• [AVAILABLE DATA]:
//! Shared test fixtures: a scriptable transport and proxy helpers.

#![allow(dead_code)]

use async_trait::async_trait;
use std::collections::{HashMap, VecDeque};
use std::sync::atomic::{AtomicUsize, Ordering};
use std::sync::Mutex;
use std::time::Duration;
use uuid::Uuid;
use whirligig::{
    BlockingTransport, HeaderMap, Proxy, ProxyScheme, StatusCode, Transport, TransportError,
    TransportErrorKind, TransportRequest, TransportResponse,
};

/// One scripted transport step for a proxy.
#[derive(Debug, Clone)]
pub enum Step {
    /// Respond with this status.
    Status(u16),
    /// Fail with this transport error kind.
    Fail(TransportErrorKind, &'static str),
    /// Sleep (async shape only), then respond with this status.
    SlowStatus(Duration, u16),
}

/// Transport whose behavior is scripted per proxy host.
///
/// Steps are consumed in order; once a host's script is exhausted every
/// further attempt answers 200.
#[derive(Debug, Default)]
pub struct MockTransport {
    scripts: Mutex<HashMap<String, VecDeque<Step>>>,
    calls: AtomicUsize,
    calls_by_host: Mutex<HashMap<String, usize>>,
    evicted: Mutex<Vec<Uuid>>,
}

impl MockTransport {
    pub fn new() -> Self {
        Self::default()
    }

    pub fn script(self, host: &str, steps: impl IntoIterator<Item = Step>) -> Self {
        self.scripts.lock().unwrap().insert(host.to_string(), steps.into_iter().collect());
        self
    }

    pub fn calls(&self) -> usize {
        self.calls.load(Ordering::SeqCst)
    }

    pub fn calls_for(&self, host: &str) -> usize {
        self.calls_by_host.lock().unwrap().get(host).copied().unwrap_or(0)
    }

    pub fn evicted(&self) -> Vec<Uuid> {
        self.evicted.lock().unwrap().clone()
    }

    fn next_step(&self, host: &str) -> Step {
        self.calls.fetch_add(1, Ordering::SeqCst);
        *self.calls_by_host.lock().unwrap().entry(host.to_string()).or_insert(0) += 1;
        self.scripts
            .lock()
            .unwrap()
            .get_mut(host)
            .and_then(|steps| steps.pop_front())
            .unwrap_or(Step::Status(200))
    }

    fn response(status: u16, url: &str) -> TransportResponse {
        TransportResponse {
            status: StatusCode::from_u16(status).expect("valid status in script"),
            headers: HeaderMap::new(),
            body: b"ok".to_vec(),
            url: url.to_string(),
        }
    }
}

#[async_trait]
impl Transport for MockTransport {
    async fn execute(
        &self,
        proxy: &Proxy,
        request: &TransportRequest,
    ) -> Result<TransportResponse, TransportError> {
        match self.next_step(&proxy.host) {
            Step::Status(status) => Ok(Self::response(status, &request.url)),
            Step::Fail(kind, message) => Err(TransportError::new(kind, message)),
            Step::SlowStatus(delay, status) => {
                tokio::time::sleep(delay).await;
                Ok(Self::response(status, &request.url))
            }
        }
    }

    async fn evict(&self, proxy_id: Uuid) {
        self.evicted.lock().unwrap().push(proxy_id);
    }
}

impl BlockingTransport for MockTransport {
    fn execute(
        &self,
        proxy: &Proxy,
        request: &TransportRequest,
    ) -> Result<TransportResponse, TransportError> {
        match self.next_step(&proxy.host) {
            Step::Status(status) => Ok(Self::response(status, &request.url)),
            Step::Fail(kind, message) => Err(TransportError::new(kind, message)),
            Step::SlowStatus(delay, status) => {
                std::thread::sleep(delay);
                Ok(Self::response(status, &request.url))
            }
        }
    }

    fn evict(&self, proxy_id: Uuid) {
        self.evicted.lock().unwrap().push(proxy_id);
    }
}

pub fn proxy(host: &str) -> Proxy {
    Proxy::new(ProxyScheme::Http, host, 8080)
}

pub fn proxies(hosts: &[&str]) -> Vec<Proxy> {
    hosts.iter().map(|host| proxy(host)).collect()
}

• [WHAT TO WORK ON]: If a line in the entries contains "Mutex", copy it.

• [YOUR RESPONSE]:
use std::sync::Mutex;
    scripts: Mutex<HashMap<String, VecDeque<Step>>>,
    calls_by_host: Mutex<HashMap<String, usize>>,
    evicted: Mutex<Vec<Uuid>>,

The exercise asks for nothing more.